#### [Instructions to follow]
After locating the line that contains "for container execution." in the data below, set down exactly that line and each one after it through the line that contains "support module alongside.", and nothing more.

####

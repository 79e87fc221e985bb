//! Source tree packaging for container execution.
//!
//! Native bodies cannot cross the isolation boundary, so a container-eligible
//! function registers a [`SourceUnit`]: the directory holding its defining
//! module plus any local dependency modules. Packaging copies that tree,
//! adds an entry point re-exporting the target function under a fixed name,
//! and ships the engine's own runtime support module alongside.

use std::fs;
use std::path::{Path, PathBuf};

use anyhow::{Context, Result};
use glob::Pattern;
use walkdir::WalkDir;

/// Runtime support shipped into every packaged tree, importable by the
/// containerized function as `speicher_support`.
const SUPPORT_MODULE: &str = r#""""Runtime support for functions executing inside a sandbox."""

import os


def store_dir():
    """Root of the content store bind-mounted into the container."""
    return os.environ.get('SPEICHER_STORE_DIR', '/content-store')


def outputs_dir():
    """Fixed staging directory collected by the host after the run."""
    return '/outputs'
"#;

/// The portable source form of a registered function.
#[derive(Debug, Clone)]
pub struct SourceUnit {
    /// Directory containing the function's defining module.
    pub source_dir: PathBuf,
    /// File stem of the defining module (e.g. `"sorters"` for `sorters.py`).
    pub entry_module: String,
    /// Runtime command invoked inside the container.
    pub runtime: String,
    /// Extra filename patterns packaged beyond `*.py`.
    pub include: Vec<String>,
    /// Local dependency module directories, relative to `source_dir` unless
    /// absolute.
    pub local_modules: Vec<PathBuf>,
}

impl SourceUnit {
    pub fn new(source_dir: impl Into<PathBuf>, entry_module: impl Into<String>) -> Self {
        Self {
            source_dir: source_dir.into(),
            entry_module: entry_module.into(),
            runtime: "python3".to_string(),
            include: Vec::new(),
            local_modules: Vec::new(),
        }
    }

    pub fn with_runtime(mut self, runtime: impl Into<String>) -> Self {
        self.runtime = runtime.into();
        self
    }

    pub fn with_include(mut self, pattern: impl Into<String>) -> Self {
        self.include.push(pattern.into());
        self
    }

    pub fn with_local_module(mut self, dir: impl Into<PathBuf>) -> Self {
        self.local_modules.push(dir.into());
        self
    }
}

/// Assemble the isolated source tree under `dest_root/function_src`.
///
/// The entry point re-exports `function_name` so the generated driver can
/// always `from function_src import <name>` regardless of module layout.
pub fn package_source(unit: &SourceUnit, function_name: &str, dest_root: &Path) -> Result<PathBuf> {
    let src_root = dest_root.join("function_src");
    fs::create_dir(&src_root)
        .with_context(|| format!("failed to create {}", src_root.display()))?;

    let patterns = file_patterns(unit)?;
    copy_filtered_tree(&unit.source_dir, &src_root, &patterns, true)?;

    let init = format!(
        "from .{} import {}\n",
        unit.entry_module, function_name
    );
    fs::write(src_root.join("__init__.py"), init).context("failed to write entry point")?;

    let locals_root = src_root.join("_local_modules");
    fs::create_dir(&locals_root).context("failed to create _local_modules")?;

    for module_dir in &unit.local_modules {
        let source = if module_dir.is_absolute() {
            module_dir.clone()
        } else {
            unit.source_dir.join(module_dir)
        };
        let name = source
            .file_name()
            .with_context(|| format!("local module has no name: {}", source.display()))?;
        let dest = locals_root.join(name);
        fs::create_dir(&dest)
            .with_context(|| format!("failed to create {}", dest.display()))?;
        copy_filtered_tree(&source, &dest, &patterns, false)?;
    }

    let support_dir = locals_root.join("speicher_support");
    fs::create_dir(&support_dir).context("failed to create support module")?;
    fs::write(support_dir.join("__init__.py"), SUPPORT_MODULE)
        .context("failed to write support module")?;

    Ok(src_root)
}

fn file_patterns(unit: &SourceUnit) -> Result<Vec<Pattern>> {
    let mut patterns = vec![Pattern::new("*.py").unwrap()];
    for raw in &unit.include {
        patterns.push(
            Pattern::new(raw).with_context(|| format!("invalid include pattern: {}", raw))?,
        );
    }
    Ok(patterns)
}

/// Copy matching files from `src` into `dest`, preserving layout. Dunder and
/// hidden directories are skipped; `exclude_top_init` drops the tree's own
/// top-level `__init__.py` so the generated entry point can replace it.
fn copy_filtered_tree(
    src: &Path,
    dest: &Path,
    patterns: &[Pattern],
    exclude_top_init: bool,
) -> Result<()> {
    let walker = WalkDir::new(src).min_depth(1).into_iter().filter_entry(|e| {
        if !e.file_type().is_dir() {
            return true;
        }
        let name = e.file_name().to_string_lossy();
        !name.starts_with("__") && !name.starts_with('.')
    });

    for entry in walker {
        let entry = entry.context("failed to walk source tree")?;
        if entry.file_type().is_dir() {
            continue;
        }

        let rel = entry
            .path()
            .strip_prefix(src)
            .expect("walked entries live under the source root");
        if exclude_top_init && rel == Path::new("__init__.py") {
            continue;
        }

        let name = entry.file_name().to_string_lossy();
        if !patterns.iter().any(|p| p.matches(&name)) {
            continue;
        }

        let target = dest.join(rel);
        if let Some(parent) = target.parent() {
            fs::create_dir_all(parent)
                .with_context(|| format!("failed to create {}", parent.display()))?;
        }
        fs::copy(entry.path(), &target)
            .with_context(|| format!("failed to copy {}", entry.path().display()))?;
    }

    Ok(())
}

####

#### [Task output]
//! Source tree packaging for container execution.
//!
//! Native bodies cannot cross the isolation boundary, so a container-eligible
//! function registers a [`SourceUnit`]: the directory holding its defining
//! module plus any local dependency modules. Packaging copies that tree,
//! adds an entry point re-exporting the target function under a fixed name,
//! and ships the engine's own runtime support module alongside.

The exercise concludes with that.